HOW TO COMPLETE THIS TASK -> Filter these entries down to the lines that hold the word "ValidationError", and show each of them.

Top of RECORDS SHOWN

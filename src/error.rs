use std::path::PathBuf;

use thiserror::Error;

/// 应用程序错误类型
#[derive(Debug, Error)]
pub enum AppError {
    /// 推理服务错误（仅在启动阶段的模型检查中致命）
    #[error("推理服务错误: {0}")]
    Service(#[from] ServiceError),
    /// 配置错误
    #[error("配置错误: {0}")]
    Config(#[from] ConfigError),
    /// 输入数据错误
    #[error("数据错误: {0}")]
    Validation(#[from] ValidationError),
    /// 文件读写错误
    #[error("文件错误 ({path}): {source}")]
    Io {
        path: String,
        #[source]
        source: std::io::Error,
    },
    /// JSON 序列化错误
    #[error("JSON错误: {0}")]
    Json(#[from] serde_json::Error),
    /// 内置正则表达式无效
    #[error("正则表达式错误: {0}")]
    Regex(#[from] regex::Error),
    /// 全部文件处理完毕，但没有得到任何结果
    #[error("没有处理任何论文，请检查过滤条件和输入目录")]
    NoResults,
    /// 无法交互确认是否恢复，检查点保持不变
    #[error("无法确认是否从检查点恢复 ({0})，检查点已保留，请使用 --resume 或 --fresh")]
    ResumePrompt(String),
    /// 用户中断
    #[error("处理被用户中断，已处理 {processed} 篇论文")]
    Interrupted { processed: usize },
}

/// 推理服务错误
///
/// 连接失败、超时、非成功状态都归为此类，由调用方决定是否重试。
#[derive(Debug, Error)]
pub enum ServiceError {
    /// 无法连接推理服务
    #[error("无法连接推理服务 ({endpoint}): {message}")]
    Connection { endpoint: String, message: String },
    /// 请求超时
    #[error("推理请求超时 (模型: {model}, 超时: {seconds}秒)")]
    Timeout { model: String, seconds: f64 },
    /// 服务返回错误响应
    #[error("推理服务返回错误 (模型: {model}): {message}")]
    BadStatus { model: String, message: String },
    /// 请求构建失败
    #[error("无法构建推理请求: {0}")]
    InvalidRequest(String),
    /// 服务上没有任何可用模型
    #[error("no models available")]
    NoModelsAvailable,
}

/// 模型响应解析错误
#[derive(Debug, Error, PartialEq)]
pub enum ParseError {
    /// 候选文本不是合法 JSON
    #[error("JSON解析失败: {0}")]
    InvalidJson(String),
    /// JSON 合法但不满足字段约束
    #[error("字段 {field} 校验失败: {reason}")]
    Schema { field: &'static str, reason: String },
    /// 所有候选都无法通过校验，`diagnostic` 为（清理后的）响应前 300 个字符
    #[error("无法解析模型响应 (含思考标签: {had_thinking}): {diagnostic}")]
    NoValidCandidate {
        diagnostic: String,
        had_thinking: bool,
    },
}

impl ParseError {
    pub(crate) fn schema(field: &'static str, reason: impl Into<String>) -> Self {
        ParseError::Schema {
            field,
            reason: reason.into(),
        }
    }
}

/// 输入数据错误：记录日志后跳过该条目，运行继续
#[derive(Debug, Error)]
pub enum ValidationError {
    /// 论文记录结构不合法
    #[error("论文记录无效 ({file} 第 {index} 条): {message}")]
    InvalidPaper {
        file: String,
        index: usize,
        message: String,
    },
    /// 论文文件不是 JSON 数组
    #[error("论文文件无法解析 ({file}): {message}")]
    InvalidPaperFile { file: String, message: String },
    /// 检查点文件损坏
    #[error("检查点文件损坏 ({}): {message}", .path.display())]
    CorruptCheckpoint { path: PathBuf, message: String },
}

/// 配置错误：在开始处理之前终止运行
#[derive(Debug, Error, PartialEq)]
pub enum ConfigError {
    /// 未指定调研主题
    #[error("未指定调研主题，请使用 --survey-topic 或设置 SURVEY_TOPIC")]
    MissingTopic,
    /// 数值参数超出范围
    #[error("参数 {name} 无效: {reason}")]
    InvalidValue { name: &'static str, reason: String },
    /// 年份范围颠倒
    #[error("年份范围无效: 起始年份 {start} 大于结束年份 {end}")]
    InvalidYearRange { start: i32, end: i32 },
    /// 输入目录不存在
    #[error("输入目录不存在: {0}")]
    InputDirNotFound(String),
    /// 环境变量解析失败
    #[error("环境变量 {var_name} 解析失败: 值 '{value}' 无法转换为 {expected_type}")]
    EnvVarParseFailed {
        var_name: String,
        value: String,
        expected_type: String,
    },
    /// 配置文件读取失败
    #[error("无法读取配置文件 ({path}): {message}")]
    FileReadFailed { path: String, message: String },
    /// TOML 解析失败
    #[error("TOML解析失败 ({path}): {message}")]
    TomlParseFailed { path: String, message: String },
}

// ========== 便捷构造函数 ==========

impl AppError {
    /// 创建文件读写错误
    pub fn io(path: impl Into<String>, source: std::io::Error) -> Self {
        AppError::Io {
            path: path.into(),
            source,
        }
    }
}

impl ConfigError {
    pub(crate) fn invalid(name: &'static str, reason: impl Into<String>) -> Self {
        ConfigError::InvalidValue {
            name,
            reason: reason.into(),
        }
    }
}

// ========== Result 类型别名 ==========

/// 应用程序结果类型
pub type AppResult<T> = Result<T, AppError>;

Bottom of RECORDS SHOWN

ANSWER AREA ->
    Validation(#[from] ValidationError),
pub enum ValidationError {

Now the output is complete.